**Exercise:**
Reproduce exactly, and only, the lines below from the one containing "let range = DateRange::parse(&start, &end)?;" through the one containing "pub fn live(mut".

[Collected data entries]

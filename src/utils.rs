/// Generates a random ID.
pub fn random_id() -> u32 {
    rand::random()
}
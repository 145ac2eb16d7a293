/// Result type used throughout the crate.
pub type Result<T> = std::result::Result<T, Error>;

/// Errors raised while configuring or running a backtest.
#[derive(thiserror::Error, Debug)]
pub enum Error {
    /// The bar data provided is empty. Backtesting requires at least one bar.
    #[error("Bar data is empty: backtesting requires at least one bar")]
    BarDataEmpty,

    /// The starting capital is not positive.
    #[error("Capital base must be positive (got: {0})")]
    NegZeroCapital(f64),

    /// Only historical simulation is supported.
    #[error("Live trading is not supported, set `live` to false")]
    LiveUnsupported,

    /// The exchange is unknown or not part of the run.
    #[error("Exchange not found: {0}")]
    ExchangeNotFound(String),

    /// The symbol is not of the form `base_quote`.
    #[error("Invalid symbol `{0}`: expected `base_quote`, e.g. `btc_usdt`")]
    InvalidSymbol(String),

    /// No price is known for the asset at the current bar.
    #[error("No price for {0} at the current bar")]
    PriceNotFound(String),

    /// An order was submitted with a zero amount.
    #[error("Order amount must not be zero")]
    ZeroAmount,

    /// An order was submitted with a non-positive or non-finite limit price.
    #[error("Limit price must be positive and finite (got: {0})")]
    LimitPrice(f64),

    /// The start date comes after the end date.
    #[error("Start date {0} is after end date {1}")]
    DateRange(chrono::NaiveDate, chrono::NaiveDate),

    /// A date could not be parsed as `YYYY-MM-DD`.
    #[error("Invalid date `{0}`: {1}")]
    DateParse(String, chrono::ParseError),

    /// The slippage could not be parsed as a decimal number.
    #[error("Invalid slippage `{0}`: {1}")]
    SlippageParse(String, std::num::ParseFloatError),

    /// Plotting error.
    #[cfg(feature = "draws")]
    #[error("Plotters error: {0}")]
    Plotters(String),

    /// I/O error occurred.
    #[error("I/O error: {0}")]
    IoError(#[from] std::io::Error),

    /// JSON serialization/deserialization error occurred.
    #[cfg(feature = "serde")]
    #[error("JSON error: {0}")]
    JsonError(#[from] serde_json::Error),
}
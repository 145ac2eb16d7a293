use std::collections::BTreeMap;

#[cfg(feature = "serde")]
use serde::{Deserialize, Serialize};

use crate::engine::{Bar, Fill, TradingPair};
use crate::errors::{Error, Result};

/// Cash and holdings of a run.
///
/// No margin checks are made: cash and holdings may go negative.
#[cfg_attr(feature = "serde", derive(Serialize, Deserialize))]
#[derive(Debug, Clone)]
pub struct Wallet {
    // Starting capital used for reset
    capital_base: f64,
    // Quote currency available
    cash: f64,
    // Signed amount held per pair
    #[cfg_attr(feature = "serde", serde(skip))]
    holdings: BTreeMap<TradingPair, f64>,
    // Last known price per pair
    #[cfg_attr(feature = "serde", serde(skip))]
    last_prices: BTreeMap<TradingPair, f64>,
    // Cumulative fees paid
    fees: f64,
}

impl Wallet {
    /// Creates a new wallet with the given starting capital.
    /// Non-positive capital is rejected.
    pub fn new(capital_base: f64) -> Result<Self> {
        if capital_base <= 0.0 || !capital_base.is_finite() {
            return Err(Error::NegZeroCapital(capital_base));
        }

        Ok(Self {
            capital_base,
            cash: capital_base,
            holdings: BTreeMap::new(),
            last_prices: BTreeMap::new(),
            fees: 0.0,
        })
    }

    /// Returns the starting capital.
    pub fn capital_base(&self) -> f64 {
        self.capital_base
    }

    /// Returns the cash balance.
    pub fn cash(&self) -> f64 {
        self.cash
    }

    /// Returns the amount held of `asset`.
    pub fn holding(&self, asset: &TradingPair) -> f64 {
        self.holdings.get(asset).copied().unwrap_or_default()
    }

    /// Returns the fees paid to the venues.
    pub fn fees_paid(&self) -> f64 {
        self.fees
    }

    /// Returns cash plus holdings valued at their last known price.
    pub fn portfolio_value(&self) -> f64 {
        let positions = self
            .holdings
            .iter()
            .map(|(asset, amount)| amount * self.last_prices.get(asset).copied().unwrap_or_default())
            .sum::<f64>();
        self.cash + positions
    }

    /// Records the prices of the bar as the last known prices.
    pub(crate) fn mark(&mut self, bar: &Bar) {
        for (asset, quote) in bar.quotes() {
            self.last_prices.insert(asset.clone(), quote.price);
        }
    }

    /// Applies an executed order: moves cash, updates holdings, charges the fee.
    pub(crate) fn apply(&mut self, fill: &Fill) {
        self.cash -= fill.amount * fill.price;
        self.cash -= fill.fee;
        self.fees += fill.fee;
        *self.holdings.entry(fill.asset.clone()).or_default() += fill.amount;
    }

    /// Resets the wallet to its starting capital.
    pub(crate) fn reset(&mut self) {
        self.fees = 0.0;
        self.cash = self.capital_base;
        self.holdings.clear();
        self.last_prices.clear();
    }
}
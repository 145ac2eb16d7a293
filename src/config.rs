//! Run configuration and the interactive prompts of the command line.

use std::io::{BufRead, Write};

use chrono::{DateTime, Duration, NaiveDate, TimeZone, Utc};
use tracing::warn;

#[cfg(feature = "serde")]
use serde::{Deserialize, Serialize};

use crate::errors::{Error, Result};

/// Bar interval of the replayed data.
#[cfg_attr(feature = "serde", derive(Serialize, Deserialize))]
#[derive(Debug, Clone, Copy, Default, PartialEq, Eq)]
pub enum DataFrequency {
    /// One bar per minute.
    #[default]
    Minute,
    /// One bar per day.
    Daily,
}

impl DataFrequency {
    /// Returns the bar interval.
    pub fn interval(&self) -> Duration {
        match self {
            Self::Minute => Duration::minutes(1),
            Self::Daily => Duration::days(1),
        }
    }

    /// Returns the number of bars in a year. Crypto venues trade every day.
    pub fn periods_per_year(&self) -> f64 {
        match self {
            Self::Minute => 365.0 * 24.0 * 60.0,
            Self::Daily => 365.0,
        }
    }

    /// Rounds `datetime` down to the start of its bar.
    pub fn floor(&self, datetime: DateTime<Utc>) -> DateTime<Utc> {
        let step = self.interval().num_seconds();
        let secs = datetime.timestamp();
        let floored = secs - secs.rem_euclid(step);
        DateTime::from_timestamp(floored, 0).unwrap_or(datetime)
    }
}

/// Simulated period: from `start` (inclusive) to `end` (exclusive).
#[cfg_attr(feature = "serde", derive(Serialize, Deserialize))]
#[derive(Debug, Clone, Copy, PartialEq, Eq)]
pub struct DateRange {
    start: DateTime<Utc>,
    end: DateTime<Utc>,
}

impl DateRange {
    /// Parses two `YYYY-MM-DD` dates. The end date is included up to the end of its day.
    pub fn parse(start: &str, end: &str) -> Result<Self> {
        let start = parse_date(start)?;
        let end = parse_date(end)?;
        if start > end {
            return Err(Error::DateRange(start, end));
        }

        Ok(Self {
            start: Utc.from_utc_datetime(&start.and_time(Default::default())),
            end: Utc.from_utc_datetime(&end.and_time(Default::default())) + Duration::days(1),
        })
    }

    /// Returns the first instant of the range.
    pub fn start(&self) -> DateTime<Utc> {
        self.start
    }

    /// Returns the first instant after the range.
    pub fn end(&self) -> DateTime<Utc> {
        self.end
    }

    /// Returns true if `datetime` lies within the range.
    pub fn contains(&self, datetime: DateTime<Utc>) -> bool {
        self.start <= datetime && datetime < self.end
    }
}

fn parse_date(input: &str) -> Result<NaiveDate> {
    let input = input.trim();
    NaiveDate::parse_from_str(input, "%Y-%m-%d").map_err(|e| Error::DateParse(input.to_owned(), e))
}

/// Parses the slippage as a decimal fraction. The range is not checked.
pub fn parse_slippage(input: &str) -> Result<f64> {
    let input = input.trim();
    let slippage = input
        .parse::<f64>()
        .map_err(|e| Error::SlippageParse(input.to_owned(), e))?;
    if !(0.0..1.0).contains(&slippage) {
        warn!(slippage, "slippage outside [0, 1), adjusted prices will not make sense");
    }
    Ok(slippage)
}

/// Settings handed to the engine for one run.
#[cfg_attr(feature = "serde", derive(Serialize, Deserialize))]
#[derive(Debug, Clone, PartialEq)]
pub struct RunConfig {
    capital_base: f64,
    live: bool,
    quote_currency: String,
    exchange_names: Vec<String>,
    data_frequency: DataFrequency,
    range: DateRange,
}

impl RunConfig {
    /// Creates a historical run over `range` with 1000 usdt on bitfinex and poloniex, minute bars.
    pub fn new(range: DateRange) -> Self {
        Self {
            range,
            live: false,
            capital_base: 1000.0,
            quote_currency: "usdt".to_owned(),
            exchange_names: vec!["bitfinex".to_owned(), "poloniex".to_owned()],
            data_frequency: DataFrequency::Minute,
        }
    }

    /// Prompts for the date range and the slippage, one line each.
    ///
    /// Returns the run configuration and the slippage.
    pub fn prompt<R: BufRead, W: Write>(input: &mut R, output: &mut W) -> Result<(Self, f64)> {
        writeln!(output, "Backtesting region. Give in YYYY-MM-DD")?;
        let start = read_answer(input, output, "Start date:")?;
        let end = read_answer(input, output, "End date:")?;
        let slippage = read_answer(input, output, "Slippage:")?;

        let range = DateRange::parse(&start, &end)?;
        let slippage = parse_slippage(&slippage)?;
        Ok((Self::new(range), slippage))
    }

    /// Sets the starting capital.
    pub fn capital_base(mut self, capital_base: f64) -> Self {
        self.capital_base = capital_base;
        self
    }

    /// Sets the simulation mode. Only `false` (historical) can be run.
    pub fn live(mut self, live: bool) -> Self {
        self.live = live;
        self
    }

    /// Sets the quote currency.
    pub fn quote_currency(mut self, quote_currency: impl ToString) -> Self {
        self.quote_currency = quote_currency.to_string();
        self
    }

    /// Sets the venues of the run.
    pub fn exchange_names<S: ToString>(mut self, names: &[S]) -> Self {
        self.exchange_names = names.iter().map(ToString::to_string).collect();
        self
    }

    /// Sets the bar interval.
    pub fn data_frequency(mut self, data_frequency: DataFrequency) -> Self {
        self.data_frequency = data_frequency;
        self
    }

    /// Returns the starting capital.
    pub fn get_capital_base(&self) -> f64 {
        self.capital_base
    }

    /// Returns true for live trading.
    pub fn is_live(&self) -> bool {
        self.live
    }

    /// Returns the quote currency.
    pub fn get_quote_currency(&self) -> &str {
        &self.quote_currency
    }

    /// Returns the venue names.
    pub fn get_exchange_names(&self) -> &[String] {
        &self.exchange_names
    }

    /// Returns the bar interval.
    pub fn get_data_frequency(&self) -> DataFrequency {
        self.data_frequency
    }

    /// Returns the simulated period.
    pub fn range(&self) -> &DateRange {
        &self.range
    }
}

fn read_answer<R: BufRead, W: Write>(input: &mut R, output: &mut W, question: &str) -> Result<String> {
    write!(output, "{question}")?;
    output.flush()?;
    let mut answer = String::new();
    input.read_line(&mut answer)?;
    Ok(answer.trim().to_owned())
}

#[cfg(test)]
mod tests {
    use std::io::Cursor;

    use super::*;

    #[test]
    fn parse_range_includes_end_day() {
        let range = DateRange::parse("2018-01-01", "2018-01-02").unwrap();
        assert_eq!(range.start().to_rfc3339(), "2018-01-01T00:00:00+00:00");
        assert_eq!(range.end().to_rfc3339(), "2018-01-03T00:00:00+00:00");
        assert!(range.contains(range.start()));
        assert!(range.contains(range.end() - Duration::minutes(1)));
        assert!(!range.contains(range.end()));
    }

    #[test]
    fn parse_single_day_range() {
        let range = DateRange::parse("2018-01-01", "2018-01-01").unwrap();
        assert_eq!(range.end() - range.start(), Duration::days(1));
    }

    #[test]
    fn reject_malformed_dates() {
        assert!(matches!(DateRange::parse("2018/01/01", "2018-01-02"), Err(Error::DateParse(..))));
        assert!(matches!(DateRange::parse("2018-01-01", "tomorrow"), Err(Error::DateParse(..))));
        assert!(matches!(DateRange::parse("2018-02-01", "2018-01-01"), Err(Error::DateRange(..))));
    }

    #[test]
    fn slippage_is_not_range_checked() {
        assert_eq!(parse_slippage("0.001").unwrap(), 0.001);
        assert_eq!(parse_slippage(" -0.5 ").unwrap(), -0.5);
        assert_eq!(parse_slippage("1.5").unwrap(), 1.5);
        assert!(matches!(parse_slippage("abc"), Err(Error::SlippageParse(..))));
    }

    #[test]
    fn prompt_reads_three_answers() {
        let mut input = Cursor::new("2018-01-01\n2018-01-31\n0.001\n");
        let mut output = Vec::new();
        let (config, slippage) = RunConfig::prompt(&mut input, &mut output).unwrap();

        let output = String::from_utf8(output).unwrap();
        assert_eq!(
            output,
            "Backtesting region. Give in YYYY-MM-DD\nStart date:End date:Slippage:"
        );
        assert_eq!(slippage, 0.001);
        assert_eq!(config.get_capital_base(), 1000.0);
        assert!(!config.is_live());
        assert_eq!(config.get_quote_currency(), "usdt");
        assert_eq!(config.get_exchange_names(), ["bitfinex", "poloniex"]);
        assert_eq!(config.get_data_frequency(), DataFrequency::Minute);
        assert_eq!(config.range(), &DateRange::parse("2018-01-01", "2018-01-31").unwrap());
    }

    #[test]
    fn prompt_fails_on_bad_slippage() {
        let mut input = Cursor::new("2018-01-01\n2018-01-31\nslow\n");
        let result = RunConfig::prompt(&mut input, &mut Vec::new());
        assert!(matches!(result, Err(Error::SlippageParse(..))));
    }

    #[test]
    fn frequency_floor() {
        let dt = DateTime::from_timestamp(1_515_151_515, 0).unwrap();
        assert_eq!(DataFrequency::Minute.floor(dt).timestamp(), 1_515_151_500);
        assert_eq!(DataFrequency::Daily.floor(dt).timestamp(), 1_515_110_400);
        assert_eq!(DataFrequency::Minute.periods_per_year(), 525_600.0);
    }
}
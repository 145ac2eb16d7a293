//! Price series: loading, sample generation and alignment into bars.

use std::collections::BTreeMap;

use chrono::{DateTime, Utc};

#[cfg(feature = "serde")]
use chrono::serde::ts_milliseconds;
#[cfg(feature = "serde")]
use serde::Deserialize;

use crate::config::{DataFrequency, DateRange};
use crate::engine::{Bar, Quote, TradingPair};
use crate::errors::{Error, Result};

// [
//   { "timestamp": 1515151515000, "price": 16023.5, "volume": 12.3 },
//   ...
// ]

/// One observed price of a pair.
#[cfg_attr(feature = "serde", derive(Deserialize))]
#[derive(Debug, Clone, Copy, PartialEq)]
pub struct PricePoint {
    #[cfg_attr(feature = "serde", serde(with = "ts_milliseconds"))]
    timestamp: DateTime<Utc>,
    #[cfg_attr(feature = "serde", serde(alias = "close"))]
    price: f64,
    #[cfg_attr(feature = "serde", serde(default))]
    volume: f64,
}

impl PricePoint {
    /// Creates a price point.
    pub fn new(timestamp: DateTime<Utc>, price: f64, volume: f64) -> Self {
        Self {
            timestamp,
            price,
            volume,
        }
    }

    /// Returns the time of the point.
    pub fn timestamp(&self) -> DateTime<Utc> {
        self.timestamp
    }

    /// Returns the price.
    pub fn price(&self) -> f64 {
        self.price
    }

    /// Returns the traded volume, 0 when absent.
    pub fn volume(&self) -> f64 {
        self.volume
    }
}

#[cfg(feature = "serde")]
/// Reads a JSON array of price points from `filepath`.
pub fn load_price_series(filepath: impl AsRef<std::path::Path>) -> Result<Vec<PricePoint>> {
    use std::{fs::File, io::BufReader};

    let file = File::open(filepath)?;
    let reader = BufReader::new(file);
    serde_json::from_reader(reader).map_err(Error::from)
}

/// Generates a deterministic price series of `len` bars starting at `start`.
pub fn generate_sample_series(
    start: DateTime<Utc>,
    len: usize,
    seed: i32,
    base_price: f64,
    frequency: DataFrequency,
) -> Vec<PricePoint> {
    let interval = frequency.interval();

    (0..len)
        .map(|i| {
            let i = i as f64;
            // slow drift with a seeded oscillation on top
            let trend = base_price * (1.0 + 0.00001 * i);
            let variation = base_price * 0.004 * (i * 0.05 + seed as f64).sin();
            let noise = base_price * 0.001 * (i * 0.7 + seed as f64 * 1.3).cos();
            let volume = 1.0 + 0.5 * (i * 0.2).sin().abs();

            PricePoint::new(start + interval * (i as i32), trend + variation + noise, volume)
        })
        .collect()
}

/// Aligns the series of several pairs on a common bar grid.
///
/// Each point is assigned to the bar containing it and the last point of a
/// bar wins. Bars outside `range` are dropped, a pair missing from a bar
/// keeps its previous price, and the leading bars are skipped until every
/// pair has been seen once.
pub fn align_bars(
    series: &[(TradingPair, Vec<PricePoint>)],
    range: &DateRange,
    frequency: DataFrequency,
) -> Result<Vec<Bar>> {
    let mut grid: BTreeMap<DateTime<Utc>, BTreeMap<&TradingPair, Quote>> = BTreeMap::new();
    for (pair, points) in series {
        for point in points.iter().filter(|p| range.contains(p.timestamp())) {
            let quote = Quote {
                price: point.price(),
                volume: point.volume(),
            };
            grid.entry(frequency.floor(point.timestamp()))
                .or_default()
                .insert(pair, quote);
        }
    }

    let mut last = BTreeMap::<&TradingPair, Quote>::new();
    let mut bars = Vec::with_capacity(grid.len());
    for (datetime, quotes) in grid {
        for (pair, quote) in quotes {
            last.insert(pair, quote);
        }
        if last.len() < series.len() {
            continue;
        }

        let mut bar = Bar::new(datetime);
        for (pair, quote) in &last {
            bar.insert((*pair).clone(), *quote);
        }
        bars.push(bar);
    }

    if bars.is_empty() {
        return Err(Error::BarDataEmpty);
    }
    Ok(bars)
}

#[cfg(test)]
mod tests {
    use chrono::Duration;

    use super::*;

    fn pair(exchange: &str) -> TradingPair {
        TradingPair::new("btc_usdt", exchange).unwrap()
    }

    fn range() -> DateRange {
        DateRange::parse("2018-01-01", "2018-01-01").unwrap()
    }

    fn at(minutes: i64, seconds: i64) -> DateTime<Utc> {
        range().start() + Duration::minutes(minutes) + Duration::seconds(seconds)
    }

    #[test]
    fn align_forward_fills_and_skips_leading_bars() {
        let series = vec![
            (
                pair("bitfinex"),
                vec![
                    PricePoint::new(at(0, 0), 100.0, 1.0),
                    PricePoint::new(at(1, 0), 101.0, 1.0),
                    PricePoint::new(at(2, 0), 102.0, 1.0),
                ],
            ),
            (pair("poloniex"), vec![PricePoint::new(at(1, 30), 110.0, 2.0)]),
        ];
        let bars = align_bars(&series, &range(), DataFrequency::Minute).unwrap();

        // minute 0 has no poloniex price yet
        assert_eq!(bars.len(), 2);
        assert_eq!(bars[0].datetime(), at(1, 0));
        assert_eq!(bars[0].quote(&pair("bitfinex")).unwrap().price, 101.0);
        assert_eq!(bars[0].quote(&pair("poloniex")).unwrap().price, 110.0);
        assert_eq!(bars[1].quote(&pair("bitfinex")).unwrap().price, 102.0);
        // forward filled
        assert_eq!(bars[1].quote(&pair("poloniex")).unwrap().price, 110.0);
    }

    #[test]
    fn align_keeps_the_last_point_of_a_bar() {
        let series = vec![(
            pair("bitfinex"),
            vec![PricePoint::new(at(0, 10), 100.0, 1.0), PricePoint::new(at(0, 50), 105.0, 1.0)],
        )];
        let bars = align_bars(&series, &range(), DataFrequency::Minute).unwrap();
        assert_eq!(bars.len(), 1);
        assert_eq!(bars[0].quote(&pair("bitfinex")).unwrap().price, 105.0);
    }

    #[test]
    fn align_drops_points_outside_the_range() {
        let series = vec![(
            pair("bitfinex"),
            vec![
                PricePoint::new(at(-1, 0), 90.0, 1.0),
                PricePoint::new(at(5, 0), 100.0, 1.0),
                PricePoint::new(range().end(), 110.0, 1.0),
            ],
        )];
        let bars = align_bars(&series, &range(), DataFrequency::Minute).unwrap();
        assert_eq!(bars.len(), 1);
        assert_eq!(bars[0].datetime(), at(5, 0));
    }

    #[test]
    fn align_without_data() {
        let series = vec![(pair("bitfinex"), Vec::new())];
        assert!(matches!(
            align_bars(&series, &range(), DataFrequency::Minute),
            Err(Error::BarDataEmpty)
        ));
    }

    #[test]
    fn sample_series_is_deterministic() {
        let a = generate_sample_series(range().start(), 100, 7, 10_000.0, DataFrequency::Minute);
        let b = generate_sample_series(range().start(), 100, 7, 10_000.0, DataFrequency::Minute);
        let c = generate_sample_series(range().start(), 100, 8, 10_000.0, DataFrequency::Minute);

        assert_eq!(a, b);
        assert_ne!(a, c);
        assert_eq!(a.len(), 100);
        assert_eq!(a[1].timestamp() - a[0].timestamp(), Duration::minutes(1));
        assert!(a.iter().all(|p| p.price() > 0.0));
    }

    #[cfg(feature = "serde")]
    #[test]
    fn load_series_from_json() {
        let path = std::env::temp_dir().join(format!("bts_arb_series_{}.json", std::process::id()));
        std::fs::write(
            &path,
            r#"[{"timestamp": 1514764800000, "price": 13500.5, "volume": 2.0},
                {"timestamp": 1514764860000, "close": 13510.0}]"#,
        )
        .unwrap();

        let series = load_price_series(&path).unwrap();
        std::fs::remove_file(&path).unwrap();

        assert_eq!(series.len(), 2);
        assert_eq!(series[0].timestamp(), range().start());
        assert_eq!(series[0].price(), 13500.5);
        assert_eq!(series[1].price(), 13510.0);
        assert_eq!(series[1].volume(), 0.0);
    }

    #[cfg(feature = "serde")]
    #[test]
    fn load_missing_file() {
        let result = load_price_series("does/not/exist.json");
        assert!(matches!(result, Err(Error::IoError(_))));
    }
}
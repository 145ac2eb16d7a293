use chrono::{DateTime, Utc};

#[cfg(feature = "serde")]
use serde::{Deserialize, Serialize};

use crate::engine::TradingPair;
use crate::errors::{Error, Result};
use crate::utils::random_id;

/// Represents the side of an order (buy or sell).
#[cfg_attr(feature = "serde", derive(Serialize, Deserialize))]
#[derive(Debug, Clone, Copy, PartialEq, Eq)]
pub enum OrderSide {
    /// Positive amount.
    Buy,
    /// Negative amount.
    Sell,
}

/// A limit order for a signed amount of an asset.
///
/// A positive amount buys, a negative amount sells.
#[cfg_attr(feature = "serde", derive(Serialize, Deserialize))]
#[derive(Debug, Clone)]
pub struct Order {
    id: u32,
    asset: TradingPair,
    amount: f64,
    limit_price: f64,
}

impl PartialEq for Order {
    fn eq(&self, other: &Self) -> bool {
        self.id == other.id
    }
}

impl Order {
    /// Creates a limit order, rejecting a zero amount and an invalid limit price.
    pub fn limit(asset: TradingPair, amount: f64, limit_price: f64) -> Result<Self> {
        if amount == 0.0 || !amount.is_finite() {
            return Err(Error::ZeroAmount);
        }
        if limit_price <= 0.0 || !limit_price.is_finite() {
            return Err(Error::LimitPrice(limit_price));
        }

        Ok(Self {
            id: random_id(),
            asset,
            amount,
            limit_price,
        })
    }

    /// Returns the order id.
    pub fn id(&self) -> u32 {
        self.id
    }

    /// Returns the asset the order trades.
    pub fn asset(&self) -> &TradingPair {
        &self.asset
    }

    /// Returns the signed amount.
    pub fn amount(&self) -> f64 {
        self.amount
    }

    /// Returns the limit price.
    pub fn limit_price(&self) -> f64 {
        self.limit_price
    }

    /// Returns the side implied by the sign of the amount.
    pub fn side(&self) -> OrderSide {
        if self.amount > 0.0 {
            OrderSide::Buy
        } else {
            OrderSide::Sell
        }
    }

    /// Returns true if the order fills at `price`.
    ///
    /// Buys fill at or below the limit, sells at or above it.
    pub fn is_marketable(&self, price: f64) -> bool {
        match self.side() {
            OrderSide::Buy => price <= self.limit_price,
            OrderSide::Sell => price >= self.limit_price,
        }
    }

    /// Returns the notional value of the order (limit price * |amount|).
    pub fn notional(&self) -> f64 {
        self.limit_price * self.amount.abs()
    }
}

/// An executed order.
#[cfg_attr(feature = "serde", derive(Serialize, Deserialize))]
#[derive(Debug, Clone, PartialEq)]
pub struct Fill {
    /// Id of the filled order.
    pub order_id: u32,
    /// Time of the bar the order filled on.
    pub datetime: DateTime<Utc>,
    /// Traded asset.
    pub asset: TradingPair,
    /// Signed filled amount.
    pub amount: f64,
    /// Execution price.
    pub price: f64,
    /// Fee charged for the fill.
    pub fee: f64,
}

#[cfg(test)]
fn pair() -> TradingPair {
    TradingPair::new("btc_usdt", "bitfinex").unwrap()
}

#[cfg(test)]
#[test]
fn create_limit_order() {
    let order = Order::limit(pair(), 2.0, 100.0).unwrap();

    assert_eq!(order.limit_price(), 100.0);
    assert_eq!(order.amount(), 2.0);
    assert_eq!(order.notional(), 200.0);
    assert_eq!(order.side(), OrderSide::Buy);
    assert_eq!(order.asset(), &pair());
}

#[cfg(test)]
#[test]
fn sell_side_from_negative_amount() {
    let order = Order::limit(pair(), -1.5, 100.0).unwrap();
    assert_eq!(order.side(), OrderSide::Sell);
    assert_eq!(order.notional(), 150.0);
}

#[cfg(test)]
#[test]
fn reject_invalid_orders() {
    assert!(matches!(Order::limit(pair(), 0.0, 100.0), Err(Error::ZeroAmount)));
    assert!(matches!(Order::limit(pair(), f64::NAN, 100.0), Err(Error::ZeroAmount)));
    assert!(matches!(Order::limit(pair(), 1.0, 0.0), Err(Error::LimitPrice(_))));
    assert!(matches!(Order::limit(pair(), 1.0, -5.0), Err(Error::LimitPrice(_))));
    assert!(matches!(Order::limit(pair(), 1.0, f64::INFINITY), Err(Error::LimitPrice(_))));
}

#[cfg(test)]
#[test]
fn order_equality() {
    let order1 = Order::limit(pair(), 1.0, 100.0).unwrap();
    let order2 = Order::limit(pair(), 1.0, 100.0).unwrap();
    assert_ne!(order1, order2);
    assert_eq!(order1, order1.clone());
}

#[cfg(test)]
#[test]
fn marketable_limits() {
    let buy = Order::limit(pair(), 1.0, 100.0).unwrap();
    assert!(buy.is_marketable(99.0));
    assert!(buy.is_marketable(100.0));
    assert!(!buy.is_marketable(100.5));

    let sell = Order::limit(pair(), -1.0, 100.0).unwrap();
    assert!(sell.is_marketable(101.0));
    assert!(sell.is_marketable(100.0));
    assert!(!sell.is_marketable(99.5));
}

**Completed task:**
        let range = DateRange::parse(&start, &end)?;
        let slippage = parse_slippage(&slippage)?;
        Ok((Self::new(range), slippage))
    }

    /// Sets the starting capital.
    pub fn capital_base(mut self, capital_base: f64) -> Self {
        self.capital_base = capital_base;
        self
    }

    /// Sets the simulation mode. Only `false` (historical) can be run.
    pub fn live(mut self, live: bool) -> Self {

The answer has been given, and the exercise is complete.